Recorded information section start
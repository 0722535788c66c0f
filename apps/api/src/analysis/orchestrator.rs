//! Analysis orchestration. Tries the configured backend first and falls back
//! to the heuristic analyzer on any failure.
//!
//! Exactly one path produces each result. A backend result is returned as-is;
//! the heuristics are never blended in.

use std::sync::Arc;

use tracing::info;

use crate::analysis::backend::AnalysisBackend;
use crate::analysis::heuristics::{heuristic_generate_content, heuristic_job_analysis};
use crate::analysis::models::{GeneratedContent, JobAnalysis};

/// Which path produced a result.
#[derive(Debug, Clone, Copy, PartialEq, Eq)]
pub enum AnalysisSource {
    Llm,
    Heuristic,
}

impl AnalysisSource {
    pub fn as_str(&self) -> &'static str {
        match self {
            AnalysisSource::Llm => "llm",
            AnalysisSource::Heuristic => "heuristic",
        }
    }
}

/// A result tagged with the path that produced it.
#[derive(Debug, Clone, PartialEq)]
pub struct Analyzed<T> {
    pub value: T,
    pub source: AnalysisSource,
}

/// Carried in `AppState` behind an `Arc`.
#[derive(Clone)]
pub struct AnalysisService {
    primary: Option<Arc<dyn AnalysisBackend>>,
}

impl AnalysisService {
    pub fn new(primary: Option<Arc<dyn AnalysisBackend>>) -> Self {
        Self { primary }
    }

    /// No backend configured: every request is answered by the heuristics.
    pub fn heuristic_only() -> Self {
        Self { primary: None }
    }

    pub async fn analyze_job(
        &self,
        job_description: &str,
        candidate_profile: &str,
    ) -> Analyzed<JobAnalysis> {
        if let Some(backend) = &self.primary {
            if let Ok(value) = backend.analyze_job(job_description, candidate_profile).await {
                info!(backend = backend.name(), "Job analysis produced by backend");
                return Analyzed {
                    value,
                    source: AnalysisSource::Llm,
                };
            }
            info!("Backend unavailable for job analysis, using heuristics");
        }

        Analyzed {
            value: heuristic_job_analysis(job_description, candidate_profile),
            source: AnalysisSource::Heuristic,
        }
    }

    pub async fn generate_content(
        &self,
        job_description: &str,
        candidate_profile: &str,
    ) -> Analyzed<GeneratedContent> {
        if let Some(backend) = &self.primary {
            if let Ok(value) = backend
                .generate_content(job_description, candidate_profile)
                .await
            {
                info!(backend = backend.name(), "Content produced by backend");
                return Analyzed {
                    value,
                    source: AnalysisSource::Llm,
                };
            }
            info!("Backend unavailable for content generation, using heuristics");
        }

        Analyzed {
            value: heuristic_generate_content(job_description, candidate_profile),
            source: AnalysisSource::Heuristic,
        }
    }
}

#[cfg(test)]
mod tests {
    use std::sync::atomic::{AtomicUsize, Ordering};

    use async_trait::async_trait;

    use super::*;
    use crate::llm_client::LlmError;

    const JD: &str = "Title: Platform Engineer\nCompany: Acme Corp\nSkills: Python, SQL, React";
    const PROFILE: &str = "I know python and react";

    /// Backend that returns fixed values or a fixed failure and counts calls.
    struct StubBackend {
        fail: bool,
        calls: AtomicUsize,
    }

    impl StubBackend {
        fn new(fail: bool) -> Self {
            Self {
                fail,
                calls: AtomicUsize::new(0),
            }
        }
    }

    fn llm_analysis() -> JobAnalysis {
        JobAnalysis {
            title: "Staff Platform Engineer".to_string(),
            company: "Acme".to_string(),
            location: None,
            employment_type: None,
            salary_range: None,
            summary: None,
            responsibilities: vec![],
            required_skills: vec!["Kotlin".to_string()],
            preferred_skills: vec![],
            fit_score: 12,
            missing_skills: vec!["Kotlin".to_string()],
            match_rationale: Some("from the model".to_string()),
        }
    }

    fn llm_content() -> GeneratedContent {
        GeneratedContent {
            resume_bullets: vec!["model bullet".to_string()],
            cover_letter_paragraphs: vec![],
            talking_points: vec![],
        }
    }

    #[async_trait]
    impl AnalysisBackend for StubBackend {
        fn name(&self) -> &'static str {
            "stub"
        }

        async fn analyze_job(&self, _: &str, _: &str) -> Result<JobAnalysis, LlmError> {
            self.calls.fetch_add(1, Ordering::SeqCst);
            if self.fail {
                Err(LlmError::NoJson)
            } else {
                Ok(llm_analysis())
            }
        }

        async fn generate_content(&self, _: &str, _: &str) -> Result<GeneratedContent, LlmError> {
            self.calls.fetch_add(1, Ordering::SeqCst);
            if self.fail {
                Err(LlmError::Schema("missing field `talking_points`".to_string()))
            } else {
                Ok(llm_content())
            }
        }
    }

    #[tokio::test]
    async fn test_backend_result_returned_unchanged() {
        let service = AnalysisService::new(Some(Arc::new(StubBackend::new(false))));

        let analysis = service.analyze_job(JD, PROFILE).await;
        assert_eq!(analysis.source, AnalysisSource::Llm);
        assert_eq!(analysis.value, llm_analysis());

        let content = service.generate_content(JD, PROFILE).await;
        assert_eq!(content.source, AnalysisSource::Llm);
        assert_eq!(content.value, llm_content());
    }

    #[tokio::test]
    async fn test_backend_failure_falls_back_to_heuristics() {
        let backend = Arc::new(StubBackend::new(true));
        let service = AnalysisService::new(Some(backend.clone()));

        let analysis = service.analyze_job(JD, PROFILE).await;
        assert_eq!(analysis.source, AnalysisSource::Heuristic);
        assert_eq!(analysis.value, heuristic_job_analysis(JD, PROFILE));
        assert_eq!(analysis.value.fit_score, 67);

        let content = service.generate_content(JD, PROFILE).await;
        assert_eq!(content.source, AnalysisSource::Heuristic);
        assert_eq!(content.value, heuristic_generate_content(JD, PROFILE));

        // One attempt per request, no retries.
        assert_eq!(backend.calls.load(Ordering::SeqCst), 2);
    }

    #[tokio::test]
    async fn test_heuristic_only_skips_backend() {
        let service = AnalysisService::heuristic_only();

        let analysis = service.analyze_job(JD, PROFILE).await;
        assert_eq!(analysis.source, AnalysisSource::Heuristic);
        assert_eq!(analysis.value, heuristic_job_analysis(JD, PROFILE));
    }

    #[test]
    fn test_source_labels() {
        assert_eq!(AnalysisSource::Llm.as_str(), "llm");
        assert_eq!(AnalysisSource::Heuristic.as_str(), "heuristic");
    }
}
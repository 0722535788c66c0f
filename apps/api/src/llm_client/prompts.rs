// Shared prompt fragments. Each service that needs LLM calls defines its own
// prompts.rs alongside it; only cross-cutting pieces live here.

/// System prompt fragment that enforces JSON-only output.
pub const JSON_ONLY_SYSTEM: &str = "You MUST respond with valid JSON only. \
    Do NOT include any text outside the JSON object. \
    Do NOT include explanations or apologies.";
Recorded information section end
Recorded information section start
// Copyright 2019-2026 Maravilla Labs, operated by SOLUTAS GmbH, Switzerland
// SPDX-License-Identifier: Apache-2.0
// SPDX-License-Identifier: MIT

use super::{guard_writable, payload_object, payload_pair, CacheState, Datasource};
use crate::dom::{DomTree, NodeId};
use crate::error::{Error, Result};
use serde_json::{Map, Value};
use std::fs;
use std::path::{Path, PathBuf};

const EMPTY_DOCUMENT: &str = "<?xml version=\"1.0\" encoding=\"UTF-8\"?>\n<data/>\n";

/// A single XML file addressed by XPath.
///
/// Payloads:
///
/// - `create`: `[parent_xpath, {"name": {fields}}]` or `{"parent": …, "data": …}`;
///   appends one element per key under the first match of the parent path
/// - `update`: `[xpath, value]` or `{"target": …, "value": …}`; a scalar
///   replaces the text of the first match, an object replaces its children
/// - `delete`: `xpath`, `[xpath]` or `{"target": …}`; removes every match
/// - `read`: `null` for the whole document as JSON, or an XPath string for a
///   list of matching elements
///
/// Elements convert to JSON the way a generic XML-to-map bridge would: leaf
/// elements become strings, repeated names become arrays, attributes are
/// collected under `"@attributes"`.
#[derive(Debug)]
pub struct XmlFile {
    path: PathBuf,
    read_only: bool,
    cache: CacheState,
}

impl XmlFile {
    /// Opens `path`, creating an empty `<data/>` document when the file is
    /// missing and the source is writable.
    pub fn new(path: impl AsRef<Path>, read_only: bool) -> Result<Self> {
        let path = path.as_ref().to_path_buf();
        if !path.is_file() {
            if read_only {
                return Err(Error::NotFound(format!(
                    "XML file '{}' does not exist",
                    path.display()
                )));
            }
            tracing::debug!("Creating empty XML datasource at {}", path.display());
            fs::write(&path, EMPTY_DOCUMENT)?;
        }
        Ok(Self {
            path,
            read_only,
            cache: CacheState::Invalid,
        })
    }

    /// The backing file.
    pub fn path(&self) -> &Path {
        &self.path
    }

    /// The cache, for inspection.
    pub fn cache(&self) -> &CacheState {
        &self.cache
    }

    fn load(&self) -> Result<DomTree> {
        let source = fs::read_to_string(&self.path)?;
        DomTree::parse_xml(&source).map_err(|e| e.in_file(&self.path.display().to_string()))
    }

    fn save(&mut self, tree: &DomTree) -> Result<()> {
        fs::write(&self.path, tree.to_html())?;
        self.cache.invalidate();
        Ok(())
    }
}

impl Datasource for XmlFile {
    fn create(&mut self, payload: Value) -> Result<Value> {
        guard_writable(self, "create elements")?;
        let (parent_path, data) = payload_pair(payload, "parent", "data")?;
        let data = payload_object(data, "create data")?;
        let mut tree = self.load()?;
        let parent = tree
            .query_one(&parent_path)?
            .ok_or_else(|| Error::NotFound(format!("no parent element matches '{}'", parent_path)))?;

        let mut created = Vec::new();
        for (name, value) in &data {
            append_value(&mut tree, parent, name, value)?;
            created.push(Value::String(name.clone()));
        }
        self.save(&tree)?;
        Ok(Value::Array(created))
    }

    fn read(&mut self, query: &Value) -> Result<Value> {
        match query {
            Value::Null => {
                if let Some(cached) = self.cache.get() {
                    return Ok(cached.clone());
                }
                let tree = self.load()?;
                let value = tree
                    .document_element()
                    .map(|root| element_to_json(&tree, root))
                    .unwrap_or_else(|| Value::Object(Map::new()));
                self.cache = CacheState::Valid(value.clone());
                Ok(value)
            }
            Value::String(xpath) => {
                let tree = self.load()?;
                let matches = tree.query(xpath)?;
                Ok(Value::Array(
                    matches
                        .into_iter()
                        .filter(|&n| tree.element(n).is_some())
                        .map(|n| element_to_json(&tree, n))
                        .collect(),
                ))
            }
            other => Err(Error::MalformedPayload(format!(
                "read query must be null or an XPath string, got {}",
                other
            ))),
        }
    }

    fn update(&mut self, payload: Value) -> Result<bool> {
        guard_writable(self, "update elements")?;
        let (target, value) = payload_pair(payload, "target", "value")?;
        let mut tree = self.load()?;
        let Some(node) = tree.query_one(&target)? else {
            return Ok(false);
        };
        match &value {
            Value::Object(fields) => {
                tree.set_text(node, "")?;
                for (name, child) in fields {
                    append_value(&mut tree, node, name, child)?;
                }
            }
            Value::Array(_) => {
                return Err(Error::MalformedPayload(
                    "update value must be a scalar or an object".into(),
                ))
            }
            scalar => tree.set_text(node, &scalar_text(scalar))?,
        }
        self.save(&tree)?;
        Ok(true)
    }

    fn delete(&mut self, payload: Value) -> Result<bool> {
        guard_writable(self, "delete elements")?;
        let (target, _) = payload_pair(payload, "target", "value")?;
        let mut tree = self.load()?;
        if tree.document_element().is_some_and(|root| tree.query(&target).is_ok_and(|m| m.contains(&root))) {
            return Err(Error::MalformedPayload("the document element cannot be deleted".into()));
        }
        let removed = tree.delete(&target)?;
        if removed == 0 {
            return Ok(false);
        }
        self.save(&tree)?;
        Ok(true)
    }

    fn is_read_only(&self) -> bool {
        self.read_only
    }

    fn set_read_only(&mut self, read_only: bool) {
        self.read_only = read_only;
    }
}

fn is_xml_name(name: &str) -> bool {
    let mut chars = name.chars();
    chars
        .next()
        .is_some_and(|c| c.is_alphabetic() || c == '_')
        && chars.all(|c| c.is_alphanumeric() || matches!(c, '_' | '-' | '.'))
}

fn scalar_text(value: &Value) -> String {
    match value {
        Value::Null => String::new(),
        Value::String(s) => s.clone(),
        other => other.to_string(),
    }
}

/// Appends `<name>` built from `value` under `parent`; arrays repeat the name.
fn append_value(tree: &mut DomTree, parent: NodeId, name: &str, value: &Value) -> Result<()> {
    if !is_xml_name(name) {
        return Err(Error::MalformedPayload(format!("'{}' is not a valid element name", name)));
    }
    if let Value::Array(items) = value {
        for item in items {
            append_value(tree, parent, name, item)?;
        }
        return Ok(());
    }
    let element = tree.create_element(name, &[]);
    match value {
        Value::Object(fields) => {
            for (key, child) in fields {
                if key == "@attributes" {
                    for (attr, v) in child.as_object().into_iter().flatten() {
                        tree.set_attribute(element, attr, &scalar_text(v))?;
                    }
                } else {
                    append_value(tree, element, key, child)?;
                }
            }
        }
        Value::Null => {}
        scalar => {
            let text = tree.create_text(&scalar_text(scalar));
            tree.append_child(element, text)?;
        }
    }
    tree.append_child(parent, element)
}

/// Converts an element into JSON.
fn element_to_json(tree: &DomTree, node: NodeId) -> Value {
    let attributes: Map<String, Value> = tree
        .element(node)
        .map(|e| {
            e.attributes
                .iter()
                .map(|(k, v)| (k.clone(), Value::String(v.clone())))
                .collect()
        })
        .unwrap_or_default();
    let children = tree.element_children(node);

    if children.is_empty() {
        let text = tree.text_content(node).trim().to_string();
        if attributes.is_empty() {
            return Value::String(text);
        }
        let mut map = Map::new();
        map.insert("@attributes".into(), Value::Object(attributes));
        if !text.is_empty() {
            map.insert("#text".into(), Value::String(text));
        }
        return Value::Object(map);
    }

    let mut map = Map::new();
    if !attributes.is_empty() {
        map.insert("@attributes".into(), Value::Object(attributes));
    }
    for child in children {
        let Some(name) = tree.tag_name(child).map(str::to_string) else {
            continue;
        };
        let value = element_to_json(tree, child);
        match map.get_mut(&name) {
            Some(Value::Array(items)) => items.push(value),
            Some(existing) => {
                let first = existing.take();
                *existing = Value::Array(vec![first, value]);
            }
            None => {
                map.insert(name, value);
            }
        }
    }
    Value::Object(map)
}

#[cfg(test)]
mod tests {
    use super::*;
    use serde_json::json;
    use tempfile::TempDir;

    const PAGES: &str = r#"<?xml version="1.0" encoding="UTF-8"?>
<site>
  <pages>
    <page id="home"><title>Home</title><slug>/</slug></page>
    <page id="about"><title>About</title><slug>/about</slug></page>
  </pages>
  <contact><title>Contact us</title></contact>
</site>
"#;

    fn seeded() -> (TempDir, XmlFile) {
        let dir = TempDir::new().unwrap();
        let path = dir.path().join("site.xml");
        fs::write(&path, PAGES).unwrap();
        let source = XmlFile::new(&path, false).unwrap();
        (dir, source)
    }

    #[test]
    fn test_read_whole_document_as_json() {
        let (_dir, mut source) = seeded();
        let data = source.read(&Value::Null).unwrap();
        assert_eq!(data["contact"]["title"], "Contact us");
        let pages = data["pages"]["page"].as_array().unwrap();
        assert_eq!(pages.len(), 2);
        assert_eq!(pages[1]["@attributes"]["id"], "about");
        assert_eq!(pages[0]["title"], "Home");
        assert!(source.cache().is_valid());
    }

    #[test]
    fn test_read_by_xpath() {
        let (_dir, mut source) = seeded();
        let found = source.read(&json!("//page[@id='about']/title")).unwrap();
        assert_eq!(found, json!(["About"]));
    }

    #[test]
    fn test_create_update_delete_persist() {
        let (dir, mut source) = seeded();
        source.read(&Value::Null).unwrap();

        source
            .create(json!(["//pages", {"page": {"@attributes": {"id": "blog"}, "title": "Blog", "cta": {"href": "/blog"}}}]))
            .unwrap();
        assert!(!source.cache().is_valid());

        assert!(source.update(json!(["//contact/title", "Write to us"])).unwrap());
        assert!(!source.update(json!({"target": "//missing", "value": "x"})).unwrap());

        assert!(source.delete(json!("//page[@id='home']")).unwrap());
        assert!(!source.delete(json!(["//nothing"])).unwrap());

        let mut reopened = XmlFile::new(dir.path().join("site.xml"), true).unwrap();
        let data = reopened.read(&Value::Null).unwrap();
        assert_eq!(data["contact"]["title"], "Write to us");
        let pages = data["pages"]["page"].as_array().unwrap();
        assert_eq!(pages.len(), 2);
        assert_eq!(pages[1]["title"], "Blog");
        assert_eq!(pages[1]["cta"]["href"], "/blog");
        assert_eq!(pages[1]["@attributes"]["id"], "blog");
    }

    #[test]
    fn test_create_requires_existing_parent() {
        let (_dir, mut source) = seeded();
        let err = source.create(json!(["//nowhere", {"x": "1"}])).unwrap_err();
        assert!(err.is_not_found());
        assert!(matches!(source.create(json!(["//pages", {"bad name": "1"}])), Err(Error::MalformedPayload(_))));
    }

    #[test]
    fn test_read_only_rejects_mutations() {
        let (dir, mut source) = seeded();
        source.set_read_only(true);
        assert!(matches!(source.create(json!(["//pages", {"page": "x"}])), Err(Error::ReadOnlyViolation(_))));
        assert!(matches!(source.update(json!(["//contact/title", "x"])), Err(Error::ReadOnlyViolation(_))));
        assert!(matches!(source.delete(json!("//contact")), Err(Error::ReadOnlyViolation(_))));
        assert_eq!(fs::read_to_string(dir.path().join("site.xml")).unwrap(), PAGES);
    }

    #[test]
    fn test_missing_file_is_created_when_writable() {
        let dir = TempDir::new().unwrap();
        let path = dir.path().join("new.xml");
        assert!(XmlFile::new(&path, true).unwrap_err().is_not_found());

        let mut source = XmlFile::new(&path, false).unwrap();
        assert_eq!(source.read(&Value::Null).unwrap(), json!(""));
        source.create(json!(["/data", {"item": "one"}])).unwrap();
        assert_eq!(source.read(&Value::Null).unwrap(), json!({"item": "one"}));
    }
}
Recorded information section end
** Try it **
Word for word, restate the lines of the data above that fall between the line holding "use std::fs;" and the line holding "pub struct XmlFile", inclusive, and no other lines.

** Answer space **
use std::fs;
use std::path::{Path, PathBuf};

const EMPTY_DOCUMENT: &str = "<?xml version=\"1.0\" encoding=\"UTF-8\"?>\n<data/>\n";

/// A single XML file addressed by XPath.
///
/// Payloads:
///
/// - `create`: `[parent_xpath, {"name": {fields}}]` or `{"parent": …, "data": …}`;
///   appends one element per key under the first match of the parent path
/// - `update`: `[xpath, value]` or `{"target": …, "value": …}`; a scalar
///   replaces the text of the first match, an object replaces its children
/// - `delete`: `xpath`, `[xpath]` or `{"target": …}`; removes every match
/// - `read`: `null` for the whole document as JSON, or an XPath string for a
///   list of matching elements
///
/// Elements convert to JSON the way a generic XML-to-map bridge would: leaf
/// elements become strings, repeated names become arrays, attributes are
/// collected under `"@attributes"`.
#[derive(Debug)]
pub struct XmlFile {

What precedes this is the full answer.